RSM-based predictive model for efficient surfactant removal using sustainable adsorbents from synthetic SDBS solution
摘要
The presented study aimed to assess two sustainable organic biosorbents, Medicago sativa (MG) and Moringa oleifera (MO), for efficient removal of sodium dodecylbenzene sulfonate (SDBS) from its synthetic solution. Optimizations were carried out on for the following parameters: pH of the synthetic solution, initial SDBS concentration, quantity of biomass, contact time and biomass size.
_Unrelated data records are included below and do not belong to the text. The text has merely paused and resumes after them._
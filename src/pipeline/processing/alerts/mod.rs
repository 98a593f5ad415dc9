//! Month-over-month alert models computed from the merged table.
//!
//! Both models bucket rows by calendar month, compare each month with the
//! mean of the (up to) three preceding months of the same group, and report
//! the groups under the most pressure in a target month.

pub mod aflb;
pub mod urrdf;

use chrono::NaiveDate;
use serde::Serialize;
use std::collections::BTreeMap;

pub use aflb::{compute_aflb_alerts, AflbAlert, AflbTier};
pub use urrdf::{compute_urrdf_alerts, UrrdfAlert, UrrdfLevel};

/// Number of preceding months averaged into the baseline
pub const TRAILING_WINDOW: usize = 3;

/// `YYYY-MM` bucket of a date
pub fn month_of(date: NaiveDate) -> String {
    date.format("%Y-%m").to_string()
}

/// Alerts for one month, as returned to callers and written as JSON
#[derive(Debug, Clone, PartialEq, Serialize)]
pub struct AlertsResponse<T> {
    /// Target month; `None` only when the table held no rows at all
    pub month: Option<String>,
    pub alerts: Vec<T>,
}

/// Monthly totals per group, months ordered lexically (which for `YYYY-MM`
/// is chronological).
pub(crate) type MonthlySeries<K> = BTreeMap<K, BTreeMap<String, f64>>;

/// Ratio of each month's value to the mean of the preceding months of the
/// series. Zero when there is no preceding month or the baseline is zero.
pub(crate) fn trailing_ratios(series: &BTreeMap<String, f64>) -> BTreeMap<&str, f64> {
    let values: Vec<f64> = series.values().copied().collect();
    series
        .keys()
        .enumerate()
        .map(|(i, month)| {
            let previous = &values[i.saturating_sub(TRAILING_WINDOW)..i];
            let ratio = if previous.is_empty() {
                0.0
            } else {
                let mean = previous.iter().sum::<f64>() / previous.len() as f64;
                if mean == 0.0 {
                    0.0
                } else {
                    values[i] / mean
                }
            };
            (month.as_str(), ratio)
        })
        .collect()
}

/// The requested month, or the latest month present in any group
pub(crate) fn target_month<K>(series: &MonthlySeries<K>, requested: Option<&str>) -> Option<String> {
    match requested {
        Some(month) => Some(month.to_string()),
        None => series
            .values()
            .filter_map(|months| months.keys().next_back())
            .max()
            .cloned(),
    }
}

pub(crate) fn round2(value: f64) -> f64 {
    (value * 100.0).round() / 100.0
}
use once_cell::sync::Lazy;
use regex::Regex;
use std::collections::HashMap;

/// Known spelling variants of state / UT names, keyed by their normalized
/// lookup form (see `lookup_key`). Extend as new variants show up in dumps.
static STATE_VARIANTS: Lazy<HashMap<&'static str, &'static str>> = Lazy::new(|| {
    HashMap::from([
        ("andhra pradesh", "Andhra Pradesh"),
        ("west bengal", "West Bengal"),
        ("westbengal", "West Bengal"),
        ("west bangal", "West Bengal"),
        ("west bengli", "West Bengal"),
        ("odisha", "Odisha"),
        ("orissa", "Odisha"),
        ("puducherry", "Puducherry"),
        ("pondicherry", "Puducherry"),
    ])
});

static WHITESPACE: Lazy<Regex> = Lazy::new(|| Regex::new(r"\s+").expect("static regex"));
static PUNCTUATION: Lazy<Regex> =
    Lazy::new(|| Regex::new(r#"[.,'"!?/\\;-]"#).expect("static regex"));

fn collapse_whitespace(value: &str) -> String {
    WHITESPACE.replace_all(value.trim(), " ").into_owned()
}

/// Lowercased, whitespace-collapsed, punctuation-stripped form of a name
fn lookup_key(value: &str) -> String {
    let collapsed = collapse_whitespace(value);
    PUNCTUATION.replace_all(&collapsed, "").to_lowercase()
}

/// Uppercase the first letter after any non-letter, lowercase the rest
fn title_case(value: &str) -> String {
    let mut out = String::with_capacity(value.len());
    let mut prev_alpha = false;
    for c in value.chars() {
        if prev_alpha {
            out.extend(c.to_lowercase());
        } else {
            out.extend(c.to_uppercase());
        }
        prev_alpha = c.is_alphabetic();
    }
    out
}

/// Map a raw state value to its canonical representation.
///
/// Known variants resolve through the lookup table; anything else is
/// whitespace-collapsed and title-cased.
pub fn canonical_state_name(value: &str) -> String {
    match STATE_VARIANTS.get(lookup_key(value).as_str()) {
        Some(canonical) => canonical.to_string(),
        None => title_case(&collapse_whitespace(value)),
    }
}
For further characterization, Fourier Transform Infrared (FTIR) spectroscopy, X-ray Diffraction (XRD) and Field Emission Scanning Electron Microscopy (FESEM) were employed. FTIR band shifts for MO and MG biosorbents near 1300–1460 cm−1 suggested S=O stretching vibrations, correlating with SDBS adsorption. XRD peaks at 27–29° were associated with the presence of sulphate groups as a result of SDBS adsorption. FESEM images of biosorbents with dispersed morphology before adsorption, and congregation morphology post-adsorption, recommended the occurrence of better SDBS adsorption. Isothermal experimental data with coefficient of determination (R2 > 0.99) and a maximum adsorption capacity (Qmax mg g−1) of 28.73 for MO and 19.64 for MG demonstrated the best fit with the Langmuir model. Further statistical analysis based on response surface methodology (RSM) was utilized to design a predictive model (PM) for the efficient SDBS removal. RSM studies correlated the suitability of MO and MG biomasses with the coefficient of determination (R² ≈ 0.9) for efficient SDBS removal. The p-value from the F-test for both biomasses showed values < 0.0001, giving evidence of SDBS adsorption. Thus, the efficacy of MO and MG organic biomasses for efficient adsorptive treatment of anionic surfactant SDBS has been highlighted in the present study. The proposed predictive model, using a synthetic solution of surfactant, SDBS, intends to provide insight and assistance with wastewater treatment plant (WWTP) management.